Another issue raised is which end point(s) to use in any future study of PH in pulmonary fibrosis. Although the investigators did use the 6MWT as an end point, its validity and use as a surrogate for subsequent outcomes has recently been questioned.7 ,8 In the present study, improvements in the 6MWT distance were accompanied by parallel improvements in haemodynamics and quality-of-life measures. Together with prior data demonstrating an association between decrements in distance and outcomes in IPF, this does suggest that the 6MWT has a role in future pulmonary fibrosis-related PH studies.9 However, there are multiple open questions about how best to implement and improve its performance in the context of such studies. What is the best walk instruction? How should supplementary oxygen be implemented and what are the ‘stop’ criteria for excessive desaturation? How many tests should be performed and which ones should be used for analysis?10 ,11 Should the primary analysis be the mean (or median) change between groups or a categorical analysis informed by an estimate of the minimally important difference?12 Should it be the distance attained or another novel 6MWT-derived variable such as the pulse rate recovery?13 ,14 In the present study, most of the patients were transplanted or died, which underscores the poor outcome associated with pulmonary fibrosis and advanced PH. So do we even need the 6MWT in the context of a prognosis so poor that a mortality study might be feasible? It is probably wise to anticipate that a pure mortality study would be difficult to recruit and therefore mortality might be better integrated within the construct of a broader clinical worsening end point. Lastly, is there something specific to the study drug, treprostinil, or would any PAH therapy be effective?

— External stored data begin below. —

//! Clickable UI components.
//!
//! Each component renders itself and registers its own click targets, so the
//! rows a player sees and the rows that respond to taps cannot drift apart.
//!
//! - [`TabBar`]: horizontal tab navigation.
//! - [`ClickableList`]: vertical list with per-row click targets.

use ratzilla::ratatui::layout::Rect;
use ratzilla::ratatui::style::{Color, Style};
use ratzilla::ratatui::text::{Line, Span};
use ratzilla::ratatui::widgets::{Block, Paragraph};
use ratzilla::ratatui::Frame;

use crate::input::ClickState;

// ── TabBar ─────────────────────────────────────────────────────

/// A single row of tab labels separated by `separator`.
///
/// ```ignore
/// TabBar::new(" │ ")
///     .tab("Generators", style, TAB_GENERATORS)
///     .tab("Upgrades", style, TAB_UPGRADES)
///     .block(Block::default().borders(Borders::ALL))
///     .render(f, area, &mut cs);
/// ```
pub struct TabBar<'a> {
    tabs: Vec<(String, Style, u16)>,
    separator: &'a str,
    block: Option<Block<'a>>,
}

impl<'a> TabBar<'a> {
    pub fn new(separator: &'a str) -> Self {
        Self {
            tabs: Vec::new(),
            separator,
            block: None,
        }
    }

    pub fn tab(mut self, label: impl Into<String>, style: Style, action_id: u16) -> Self {
        self.tabs.push((label.into(), style, action_id));
        self
    }

    /// Wrap the bar in a block; targets are placed inside its borders.
    pub fn block(mut self, block: Block<'a>) -> Self {
        self.block = Some(block);
        self
    }

    /// Padded label widths paired with their action IDs.
    fn tab_widths(&self) -> Vec<(u16, u16)> {
        self.tabs
            .iter()
            .map(|(label, _, id)| (Line::from(format!(" {} ", label)).width() as u16, *id))
            .collect()
    }

    pub fn render(self, f: &mut Frame, area: Rect, cs: &mut ClickState) {
        let tab_widths = self.tab_widths();
        let sep_width = Line::from(self.separator).width() as u16;

        let mut spans: Vec<Span> = Vec::new();
        for (i, (label, style, _)) in self.tabs.into_iter().enumerate() {
            if i > 0 {
                spans.push(Span::styled(self.separator, Style::default().fg(Color::DarkGray)));
            }
            spans.push(Span::styled(format!(" {} ", label), style));
        }

        let inner = match &self.block {
            Some(block) => block.inner(area),
            None => area,
        };
        let paragraph = match self.block {
            Some(block) => Paragraph::new(Line::from(spans)).block(block),
            None => Paragraph::new(Line::from(spans)),
        };
        f.render_widget(paragraph, area);

        // Inner x/width for accuracy, full height for tap tolerance
        cs.register_tab_targets(&tab_widths, sep_width, inner.x, area.y, inner.width, area.height.max(1));
    }
}

// ── ClickableList ──────────────────────────────────────────────

/// Pairs rendered [`Line`]s with click actions, so targets follow the lines
/// they belong to when lines are added or removed above them.
///
/// ```ignore
/// let mut cl = ClickableList::new();
/// cl.push(Line::from("Basic"));
/// cl.push_clickable(Line::from("[a] Auto Clicker I"), BUY_GENERATOR_BASE);
/// cl.register_targets(area, &mut cs, 1, 1);
/// f.render_widget(Paragraph::new(cl.into_lines()).block(block), area);
/// ```
pub struct ClickableList<'a> {
    lines: Vec<Line<'a>>,
    /// `(line_index, action_id)` pairs.
    actions: Vec<(u16, u16)>,
}

impl<'a> ClickableList<'a> {
    pub fn new() -> Self {
        Self {
            lines: Vec::new(),
            actions: Vec::new(),
        }
    }

    pub fn push(&mut self, line: Line<'a>) {
        self.lines.push(line);
    }

    pub fn push_clickable(&mut self, line: Line<'a>, action_id: u16) {
        let idx = self.lines.len() as u16;
        self.actions.push((idx, action_id));
        self.lines.push(line);
    }

    #[cfg(test)]
    pub fn len(&self) -> usize {
        self.lines.len()
    }

    #[cfg(test)]
    pub fn is_empty(&self) -> bool {
        self.lines.is_empty()
    }

    pub fn into_lines(self) -> Vec<Line<'a>> {
        self.lines
    }

    /// Register a row target for every clickable line that is visible.
    ///
    /// `top_offset` / `bottom_offset` are the rows taken by borders (or other
    /// chrome) above and below the content. Lines are assumed not to wrap.
    pub fn register_targets(&self, area: Rect, cs: &mut ClickState, top_offset: u16, bottom_offset: u16) {
        let content_y = area.y + top_offset;
        let content_end = area.y + area.height.saturating_sub(bottom_offset);
        for &(line_idx, action_id) in &self.actions {
            let row = content_y + line_idx;
            if row >= content_end {
                break;
            }
            cs.add_row_target(area, row, action_id);
        }
    }
}

#[cfg(test)]
mod tests {
    use super::*;
    use crate::city::actions::{BUY_SKILL_BASE, BUY_UPGRADE_BASE, TAB_GENERATORS, TAB_STATS};

    #[test]
    fn tab_widths_include_padding() {
        let bar = TabBar::new(" │ ")
            .tab("Generators", Style::default(), TAB_GENERATORS)
            .tab("Stats", Style::default(), TAB_STATS);
        assert_eq!(bar.tab_widths(), vec![(12, TAB_GENERATORS), (7, TAB_STATS)]);
    }

    #[test]
    fn clickable_list_skips_headers() {
        let mut cl = ClickableList::new();
        cl.push(Line::from("Pixel Generation"));
        cl.push_clickable(Line::from("[a] Basic Upgrade"), BUY_UPGRADE_BASE);
        cl.push_clickable(Line::from("[b] Advanced Upgrade"), BUY_UPGRADE_BASE + 1);
        cl.push(Line::from("AI Revolution"));
        assert_eq!(cl.len(), 4);

        // Bordered area: content starts one row below area.y
        let area = Rect::new(0, 5, 80, 10);
        let mut cs = ClickState::new();
        cl.register_targets(area, &mut cs, 1, 1);

        assert_eq!(cs.targets.len(), 2);
        assert_eq!(cs.hit_test(10, 6), None);
        assert_eq!(cs.hit_test(10, 7), Some(BUY_UPGRADE_BASE));
        assert_eq!(cs.hit_test(10, 8), Some(BUY_UPGRADE_BASE + 1));
        assert_eq!(cs.hit_test(10, 9), None);
    }

    #[test]
    fn clickable_list_clipped_by_area() {
        let mut cl = ClickableList::new();
        for i in 0..8 {
            cl.push_clickable(Line::from(format!("skill {}", i)), BUY_SKILL_BASE + i);
        }
        // Height 5 with borders leaves three content rows
        let area = Rect::new(0, 0, 80, 5);
        let mut cs = ClickState::new();
        cl.register_targets(area, &mut cs, 1, 1);

        assert_eq!(cs.targets.len(), 3);
        assert_eq!(cs.hit_test(10, 3), Some(BUY_SKILL_BASE + 2));
        assert_eq!(cs.hit_test(10, 4), None);
    }

    #[test]
    fn clickable_list_empty() {
        let cl: ClickableList = ClickableList::new();
        assert!(cl.is_empty());
        let mut cs = ClickState::new();
        cl.register_targets(Rect::new(0, 0, 80, 10), &mut cs, 1, 1);
        assert!(cs.targets.is_empty());
    }

    #[test]
    fn inserted_line_shifts_targets() {
        let mut cl = ClickableList::new();
        cl.push(Line::from("Rebirth points: 3"));
        cl.push(Line::from(""));
        cl.push_clickable(Line::from("[a] Enhanced Clicking"), BUY_SKILL_BASE);

        let mut cs = ClickState::new();
        cl.register_targets(Rect::new(0, 0, 80, 10), &mut cs, 1, 1);
        assert_eq!(cs.hit_test(10, 3), Some(BUY_SKILL_BASE));
        assert_eq!(cs.hit_test(10, 2), None);
        assert_eq!(cl.into_lines().len(), 3);
    }
}
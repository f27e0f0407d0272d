/// Engine tuning knobs fixed at build time.
#[derive(Clone, Copy, Debug, PartialEq)]
pub struct EngineConfig {
    /// Wall-clock period of one passive production tick.
    pub tick_period_ms: f64,
    /// Most ticks applied for one frame after the tab was backgrounded.
    pub max_catch_up_ticks: u32,
    /// Grant the skill tree's starting pixels immediately after a rebirth.
    pub seed_starting_pixels: bool,
}

impl Default for EngineConfig {
    fn default() -> Self {
        Self {
            tick_period_ms: 1000.0,
            max_catch_up_ticks: 5,
            seed_starting_pixels: true,
        }
    }
}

Where do we go from here? A study such as this might provide a platform for others to adopt off-label treprostinil or other PAH therapies in patients with pulmonary fibrosis-related PH. One could argue that this might be reasonable in select, fully informed patients and under the stewardship of an experienced interstitial lung disease and PH centre. However, we need to learn from mistakes of old, where in our quest and zest to help patients, harmful therapies were instituted on the basis of small case series. Nowhere is this more apparent than in IPF, where, after two decades of widely adopted use, therapy with azathioprine and steroids (with or without N-acetylcysteine) was only recently demonstrated to result in worse outcomes.15 Rather than encourage the use of PAH medications for pulmonary fibrosis, this study has started the clock and should serve as a call to arms for well-conceived studies with ‘good’ or smart targeting of the ‘bad’ that all too often accompanies the ‘ugly’.